I. Qualification du Collectif Les Ouïghours vivront ! au regard du droit des associations
FAITS : Le Collectif Les Ouïghours vivront ! est un groupe militant contre le génocide culturel des Ouïghours en Chine, créé en 2020, qui n'a jamais été déclaré conformément à la loi de 1901 sur les associations, ce qui lui confère une absence de capacité juridique.
PROBLÈME DE DROIT : Quelle est la qualification juridique du Collectif Les Ouïghours vivront ! au regard du droit des associations ?
SOLUTION EN DROIT : En vertu de l'article 1er de la loi du 1er juillet 1901 relative au contrat d'association, une association est définie comme un groupement de personnes qui se réunissent dans un but autre que de partager des bénéfices. Ce texte établit que pour qu'une association acquière une personnalité juridique, elle doit être déclarée auprès de l'autorité administrative.
La première condition pour qu'une association soit qualifiée comme telle est l'existence d'un but commun, qui doit être licite et non lucratif. Le Collectif a pour objectif de défendre les droits des Ouïghours, ce qui répond à cette exigence.
La deuxième condition réside dans l'organisation interne, qui doit permettre une gestion démocratique et transparente. Le Collectif dispose d'un bureau élu et organise des assemblées générales, ce qui témoigne d'une structure interne conforme aux exigences d'une association.
Cependant, la condition essentielle pour acquérir la personnalité juridique n'est pas remplie, car le Collectif n'a jamais été déclaré conformément aux dispositions légales. Par conséquent, bien qu'il remplisse les critères d'une association au sens général, il ne possède pas la capacité juridique nécessaire pour agir en tant qu'entité légale.

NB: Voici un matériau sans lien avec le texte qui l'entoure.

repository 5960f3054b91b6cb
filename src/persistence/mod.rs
//! JSON file persistence for settings and the score ranking
//!
//! Loading never fails: a missing file is silent, an unreadable or corrupt one
//! is logged and replaced by defaults. Saving reports a `PersistError`.

use std::fmt;
use std::fs;
use std::io;
use std::path::Path;

use serde::Serialize;
use serde::de::DeserializeOwned;

/// Failure while writing a persisted file
#[derive(Debug)]
pub enum PersistError {
    Io(io::Error),
    Json(serde_json::Error),
}

impl fmt::Display for PersistError {
    fn fmt(&self, f: &mut fmt::Formatter<'_>) -> fmt::Result {
        match self {
            PersistError::Io(e) => write!(f, "I/O error: {e}"),
            PersistError::Json(e) => write!(f, "JSON error: {e}"),
        }
    }
}

impl std::error::Error for PersistError {
    fn source(&self) -> Option<&(dyn std::error::Error + 'static)> {
        match self {
            PersistError::Io(e) => Some(e),
            PersistError::Json(e) => Some(e),
        }
    }
}

impl From<io::Error> for PersistError {
    fn from(e: io::Error) -> Self {
        PersistError::Io(e)
    }
}

impl From<serde_json::Error> for PersistError {
    fn from(e: serde_json::Error) -> Self {
        PersistError::Json(e)
    }
}

/// Read `path` as JSON, falling back to `T::default()`
pub fn load_or_default<T>(path: &Path, what: &str) -> T
where
    T: DeserializeOwned + Default,
{
    let json = match fs::read_to_string(path) {
        Ok(json) => json,
        Err(e) if e.kind() == io::ErrorKind::NotFound => {
            log::info!("No {what} at {}, using defaults", path.display());
            return T::default();
        }
        Err(e) => {
            log::warn!("Failed to read {what} from {}: {e}", path.display());
            return T::default();
        }
    };
    match serde_json::from_str(&json) {
        Ok(value) => {
            log::info!("Loaded {what} from {}", path.display());
            value
        }
        Err(e) => {
            log::warn!("Corrupt {what} at {}: {e}", path.display());
            T::default()
        }
    }
}

/// Write `value` to `path` as pretty JSON, creating parent directories
pub fn save_json<T: Serialize>(path: &Path, value: &T) -> Result<(), PersistError> {
    if let Some(parent) = path.parent().filter(|p| !p.as_os_str().is_empty()) {
        fs::create_dir_all(parent)?;
    }
    let json = serde_json::to_string_pretty(value)?;
    fs::write(path, json)?;
    Ok(())
}
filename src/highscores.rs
//! High score ranking
//!
//! A descending list of past scores, top 10, stored as a plain JSON array.
//! A score is appended each time a main boss falls.

use std::path::Path;

use serde::{Deserialize, Serialize};

use crate::persistence::{self, PersistError};

/// Maximum number of high scores to keep
pub const MAX_HIGH_SCORES: usize = 10;

/// Ranked scores, highest first
#[derive(Debug, Clone, Serialize, Deserialize, Default, PartialEq, Eq)]
#[serde(transparent)]
pub struct HighScores {
    pub scores: Vec<u64>,
}

impl HighScores {
    /// Create empty ranking
    pub fn new() -> Self {
        Self::default()
    }

    /// Check if a score would enter the ranking
    pub fn qualifies(&self, score: u64) -> bool {
        if score == 0 {
            return false;
        }
        if self.scores.len() < MAX_HIGH_SCORES {
            return true;
        }
        self.scores.last().map(|&s| score > s).unwrap_or(true)
    }

    /// Get the rank a score would achieve (1-indexed, None if it doesn't qualify)
    pub fn potential_rank(&self, score: u64) -> Option<usize> {
        if !self.qualifies(score) {
            return None;
        }
        let rank = self.scores.iter().position(|&s| score > s);
        Some(rank.unwrap_or(self.scores.len()) + 1)
    }

    /// Insert a score, keeping the list sorted and trimmed.
    /// Returns the rank achieved (1-indexed) or None if it didn't qualify.
    pub fn record(&mut self, score: u64) -> Option<usize> {
        let rank = self.potential_rank(score)?;
        self.scores.insert(rank - 1, score);
        self.scores.truncate(MAX_HIGH_SCORES);
        Some(rank)
    }

    pub fn is_empty(&self) -> bool {
        self.scores.is_empty()
    }

    pub fn top_score(&self) -> Option<u64> {
        self.scores.first().copied()
    }

    /// Load from `path`. Missing or corrupt files yield an empty ranking.
    pub fn load(path: &Path) -> Self {
        let mut loaded: Self = persistence::load_or_default(path, "high scores");
        // Hand-edited files may be unsorted or long
        loaded.scores.sort_unstable_by(|a, b| b.cmp(a));
        loaded.scores.truncate(MAX_HIGH_SCORES);
        loaded
    }

    pub fn save(&self, path: &Path) -> Result<(), PersistError> {
        persistence::save_json(path, self)?;
        log::info!("High scores saved ({} entries)", self.scores.len());
        Ok(())
    }
}

#[cfg(test)]
mod tests {
    use super::*;

    #[test]
    fn test_record_keeps_descending_order() {
        let mut hs = HighScores::new();
        assert_eq!(hs.record(500), Some(1));
        assert_eq!(hs.record(900), Some(1));
        assert_eq!(hs.record(700), Some(2));
        assert_eq!(hs.scores, vec![900, 700, 500]);
        assert_eq!(hs.top_score(), Some(900));
    }

    #[test]
    fn test_zero_never_qualifies() {
        let mut hs = HighScores::new();
        assert!(!hs.qualifies(0));
        assert_eq!(hs.record(0), None);
        assert!(hs.is_empty());
    }

    #[test]
    fn test_full_ranking_trims() {
        let mut hs = HighScores::new();
        for s in 1..=MAX_HIGH_SCORES as u64 {
            hs.record(s * 100);
        }
        assert!(!hs.qualifies(100));
        assert_eq!(hs.potential_rank(550), Some(6));
        assert_eq!(hs.record(5000), Some(1));
        assert_eq!(hs.scores.len(), MAX_HIGH_SCORES);
        assert_eq!(hs.scores.last(), Some(&200));
    }

    #[test]
    fn test_serializes_as_plain_array() {
        let mut hs = HighScores::new();
        hs.record(30);
        hs.record(10);
        assert_eq!(serde_json::to_string(&hs).unwrap(), "[30,10]");
        let back: HighScores = serde_json::from_str("[5,4]").unwrap();
        assert_eq!(back.scores, vec![5, 4]);
    }

    #[test]
    fn test_load_sorts_hand_edited_file() {
        let dir = std::env::temp_dir().join(format!("dodge-shoot-hs-{}", std::process::id()));
        std::fs::create_dir_all(&dir).unwrap();
        let path = dir.join("scores.json");
        std::fs::write(&path, "[1,3,2,9,8,7,6,5,4,10,11,12]").unwrap();
        let hs = HighScores::load(&path);
        assert_eq!(hs.scores.len(), MAX_HIGH_SCORES);
        assert_eq!(hs.top_score(), Some(12));
        assert_eq!(hs.scores.last(), Some(&3));
    }
}
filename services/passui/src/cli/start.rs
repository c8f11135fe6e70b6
use crate::cli::{actions::Action, commands, dispatch, telemetry};
use anyhow::Result;

/// Map verbosity count to tracing level
const fn get_verbosity_level(verbosity: u8) -> Option<tracing::Level> {
    match verbosity {
        0 => None,
        1 => Some(tracing::Level::WARN),
        2 => Some(tracing::Level::INFO),
        3 => Some(tracing::Level::DEBUG),
        _ => Some(tracing::Level::TRACE),
    }
}

/// Main entry point for the CLI - builds and returns the Action
///
/// # Errors
///
/// Returns an error if argument parsing, telemetry initialization, or action dispatch fails
pub fn start() -> Result<Action> {
    let matches = commands::new().get_matches();

    let verbosity_level = get_verbosity_level(
        matches
            .get_one::<u8>(commands::logging::ARG_VERBOSITY)
            .copied()
            .unwrap_or(0),
    );

    telemetry::init(verbosity_level)?;

    let action = dispatch::handler(&matches)?;

    Ok(action)
}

SOLUTION EN L'ESPÈCE : S'agissant de la première condition relative à l'existence d'un but commun, le Collectif vise à défendre les droits des Ouïghours, ce qui est conforme à la définition d'une association. Concernant la deuxième condition relative à l'organisation interne, le Collectif a mis en place un bureau élu et organise des assemblées générales ouvertes aux membres habituels. Cependant, en raison de son absence de déclaration officielle, il ne peut pas revendiquer une personnalité juridique.
Ainsi, bien que le Collectif présente les caractéristiques d'une association, il ne peut être qualifié comme tel en raison de son absence de déclaration légale.
CONCLUSION : Le Collectif Les Ouïghours vivront ! ne peut être qualifié d'association au sens juridique du terme en raison de son absence de déclaration conforme à la loi de 1901.
II. Possibilité d'introduire un référé contre la dissolution et voies de recours
FAITS : Un décret en conseil des ministres a prononcé la dissolution du Collectif Les Ouïghours vivront ! sur le fondement de l'article L212-1 du Code de la sécurité intérieure.
PROBLÈME DE DROIT : Le Collectif dissous peut-il introduire un référé contre sa dissolution ? Quelle juridiction est compétente pour contester le décret ?
SOLUTION EN DROIT : En vertu de l'article L521-2 du Code de justice administrative, toute personne ayant un intérêt à agir peut saisir le juge administratif par voie de référé pour demander la suspension d'un acte administratif. La condition préalable est que cette personne démontre un doute sérieux quant à la légalité de l'acte contesté.
Le référé peut être introduit devant le tribunal administratif compétent, qui examinera si les conditions sont réunies pour ordonner une suspension provisoire du décret.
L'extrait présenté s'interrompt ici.